Breast carcinoma arises from either the mammary glands (lobular breast carcinoma) or the mammary ducts (ductal breast carcinoma). Metastasis can be hematogenous (“by the bloodstream”) and lymphogenous (“by the lymphatic system”). Sex ratio: breast carcinoma can also occur in males – but very rarely (about 600 cases annually). The ratio of women to men is 150: 1. Therefore, only female breast carcinoma will be discussed below. Peak incidence: The disease occurs particularly in women between the ages of 45 and 70. The average age today is over 60 years. However, 30% of affected women are younger than 40. After childbirth, the risk of breast carcinoma increases and reaches a peak after about 5 years (HR 1.8; 95% confidence interval: 1.63-1.99).
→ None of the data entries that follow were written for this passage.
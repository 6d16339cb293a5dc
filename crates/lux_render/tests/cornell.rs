//! End-to-end path tracing of the Cornell box.

mod common;

use lux_render::{Color, ImageBuffer, PathTracer, RenderSettings, Renderer};

fn render(samples: u32) -> ImageBuffer {
    common::init_logging();
    let settings = RenderSettings::new()
        .with_resolution(64, 64)
        .with_samples(samples)
        .with_seed(2024);
    let scene = common::cornell_box(&settings);
    let mut renderer = Renderer::new(PathTracer::new(settings.clone()), common::camera(&settings));
    renderer.render(&scene);
    renderer.into_result()
}

#[test]
fn test_cornell_box_regions() {
    let image = render(32);

    for c in &image.pixels {
        assert!(c.is_finite());
        assert!(c.min_element() >= 0.0);
    }

    // corners look past the open box into the black background
    for (x, y) in [(0, 0), (60, 0), (0, 60), (60, 60)] {
        assert_eq!(image.average(x, y, x + 4, y + 4), Color::ZERO, "corner {x},{y}");
    }

    // ceiling just above the light against the whole frame
    let near_light = image.average(28, 13, 36, 17);
    let frame = image.average(0, 0, 64, 64);
    assert!(
        near_light.max_element() > 2.0 * frame.max_element(),
        "near light {near_light}, frame {frame}"
    );

    // left side of the mirror sphere reflects the red wall
    let reflection = image.average(20, 41, 23, 44);
    assert!(reflection.x > 0.0);
    assert!(reflection.x > 1.5 * reflection.y, "reflection {reflection}");

    // walls keep their colors
    let left_wall = image.average(11, 28, 15, 32);
    let right_wall = image.average(49, 28, 53, 32);
    assert!(left_wall.x > left_wall.y);
    assert!(right_wall.y > right_wall.x);
}

#[test]
fn test_more_samples_reduce_noise() {
    // pixel-to-pixel variation on the back wall, where the true image is smooth
    let roughness = |image: &ImageBuffer| {
        let mut total = 0.0;
        for y in 22..30 {
            for x in 26..38 {
                total += (image.get(x, y) - image.get(x + 1, y)).abs().element_sum();
            }
        }
        total
    };

    let coarse = roughness(&render(2));
    let fine = roughness(&render(32));
    assert!(fine < coarse, "fine {fine} >= coarse {coarse}");
}
//! Resident triangle meshes.

use super::{MaterialGrid, Primitive, Triangle};
use lux_math::{Mat4, Vec2, Vec3};
use std::sync::Arc;

/// Vertex and face arrays for a triangle mesh.
///
/// Faces index into `positions` (and `uvs`, when present). Triangles built
/// from a mesh share it through an `Arc`.
#[derive(Debug, Clone, Default)]
pub struct Mesh {
    positions: Vec<Vec3>,
    uvs: Option<Vec<Vec2>>,
    faces: Vec<[u32; 3]>,
}

impl Mesh {
    pub fn new(positions: Vec<Vec3>, faces: Vec<[u32; 3]>) -> Self {
        Self {
            positions,
            uvs: None,
            faces,
        }
    }

    /// Attach per-vertex UVs. A UV array that does not match the vertex
    /// count is ignored.
    pub fn with_uvs(mut self, uvs: Vec<Vec2>) -> Self {
        if uvs.len() == self.positions.len() {
            self.uvs = Some(uvs);
        } else {
            log::warn!(
                "mesh has {} vertices but {} uvs; ignoring uvs",
                self.positions.len(),
                uvs.len()
            );
        }
        self
    }

    /// Copy of the mesh with every vertex transformed by `matrix`.
    pub fn transformed(&self, matrix: &Mat4) -> Self {
        Self {
            positions: self
                .positions
                .iter()
                .map(|p| matrix.transform_point3(*p))
                .collect(),
            uvs: self.uvs.clone(),
            faces: self.faces.clone(),
        }
    }

    pub fn positions(&self) -> &[Vec3] {
        &self.positions
    }

    pub fn faces(&self) -> &[[u32; 3]] {
        &self.faces
    }

    pub fn face_count(&self) -> usize {
        self.faces.len()
    }

    /// Corner positions of a face.
    pub fn vertices(&self, face: usize) -> [Vec3; 3] {
        let [a, b, c] = self.faces[face];
        [
            self.positions[a as usize],
            self.positions[b as usize],
            self.positions[c as usize],
        ]
    }

    /// Corner UVs of a face, defaulting to the barycentric corners.
    pub fn uvs(&self, face: usize) -> [Vec2; 3] {
        match &self.uvs {
            Some(uvs) => {
                let [a, b, c] = self.faces[face];
                [uvs[a as usize], uvs[b as usize], uvs[c as usize]]
            }
            None => [Vec2::ZERO, Vec2::X, Vec2::Y],
        }
    }

    /// One triangle primitive per valid face. Faces with out-of-range
    /// indices are skipped.
    pub fn triangles(self: &Arc<Self>, surface: Arc<MaterialGrid>) -> Vec<Primitive> {
        let n = self.positions.len();
        let mut skipped = 0usize;
        let triangles: Vec<Primitive> = (0..self.faces.len())
            .filter(|&face| {
                let valid = self.faces[face].iter().all(|&i| (i as usize) < n);
                if !valid {
                    skipped += 1;
                }
                valid
            })
            .map(|face| Triangle::new(self.clone(), face, surface.clone()).into())
            .collect();
        if skipped > 0 {
            log::warn!("skipped {skipped} mesh faces with out-of-range vertex indices");
        }
        triangles
    }
}

#[cfg(test)]
mod tests {
    use super::*;
    use crate::Material;

    fn quad() -> Mesh {
        Mesh::new(
            vec![
                Vec3::new(0.0, 0.0, 0.0),
                Vec3::new(1.0, 0.0, 0.0),
                Vec3::new(1.0, 1.0, 0.0),
                Vec3::new(0.0, 1.0, 0.0),
            ],
            vec![[0, 1, 2], [0, 2, 3]],
        )
    }

    #[test]
    fn test_transformed_moves_vertices() {
        let moved = quad().transformed(&Mat4::from_translation(Vec3::new(0.0, 0.0, -3.0)));
        assert!(moved.positions().iter().all(|p| (p.z + 3.0).abs() < 1e-6));
        assert_eq!(moved.face_count(), 2);
    }

    #[test]
    fn test_triangles_skip_bad_faces() {
        let mut mesh = quad();
        mesh.faces.push([0, 1, 9]);
        let mesh = Arc::new(mesh);
        let surface = Arc::new(MaterialGrid::uniform(Arc::new(Material::new())));

        assert_eq!(mesh.triangles(surface).len(), 2);
    }

    #[test]
    fn test_mismatched_uvs_are_ignored() {
        let mesh = quad().with_uvs(vec![Vec2::ZERO; 3]);
        assert_eq!(mesh.uvs(0), [Vec2::ZERO, Vec2::X, Vec2::Y]);

        let mesh = quad().with_uvs(vec![Vec2::ONE; 4]);
        assert_eq!(mesh.uvs(1), [Vec2::ONE; 3]);
    }
}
The increased risk was detectable only for estrogen receptor-positive breast carcinomas.The theoretical risk of developing breast cancer by the age of 74 years is approximately 8% for each healthy woman. In Germany, approximately 57,000 women are diagnosed with breast cancer each year. In only about 10% of cases are congenital genetic changes (mutation in the genes BRCA-1 on chromosome 17 and BRCA-2 on chromosome 13) responsible for the disease. In carriers of a BRCA mutation, the risk of disease is 60-80% higher than in the normal population. These women develop the disease significantly earlier (about 20 years). The risk of developing a contralateral (“on the opposite side”) breast carcinoma (up to 60 %) or an ovarian carcinoma (up to 40 %) is also increased. For the recently discovered RAD51C and RAD51D genes, the risks of developing the disease appear to be just as high. The prevalence of the disease is about 1 % of the female population in Germany. After the age of 50, approximately 2% of all women are affected. Lifetime prevalence figures vary worldwide between 3-22%; 12% (Germany).

The incidence (frequency of new cases) is approximately 123 cases per 100,000 inhabitants per year in Germany. The left breast is statistically more frequently affected than the right breast.Course and prognosis: In addition to the size and aggressiveness of the tumor, the decisive factor for the course is the involvement of the lymph nodes in the armpits. If these are free of tumor cells, there is a high chance of cure. The more lymph nodes are affected, the worse is generally the prognosis. Breast carcinoma may recur. About 7-20% of patients experience an intramammary recurrence. (Recurrence of disease after breast-conserving surgery). The recurrence rate (recurrence of the disease) is 5-10% in the first ten years after successful breast cancer treatment. Mortality (number of deaths in a given period, based on the number of the population in question) is 41 per 100,000 women per year. The 5-year survival rate is approximately over 90% in stages 0 and I. In stages II and III, it is between 82 and 44 %. In stage IV, it is approximately 14 %. Over the past 40 years, adjuvant therapy has reduced the risk of metastasis (risk of formation of mammary tumors) and significantly improved the survival of women with invasive breast cancer. Further references

  • Women diagnosed with ductal carcinoma in situ (DCIS) have three times the risk of death as a result of breast carcinoma compared with women without DCIS.
  • Young carriers of BRCA1 or BRCA2 mutations have the same survival chances as patients without BRCA mutations in the first 10 years after diagnosis of breast cancer.
  • Men with breast cancer have higher mortality rates than women: the fully adjusted all-cause mortality (all-cause death rate) for men is 19% higher than for women.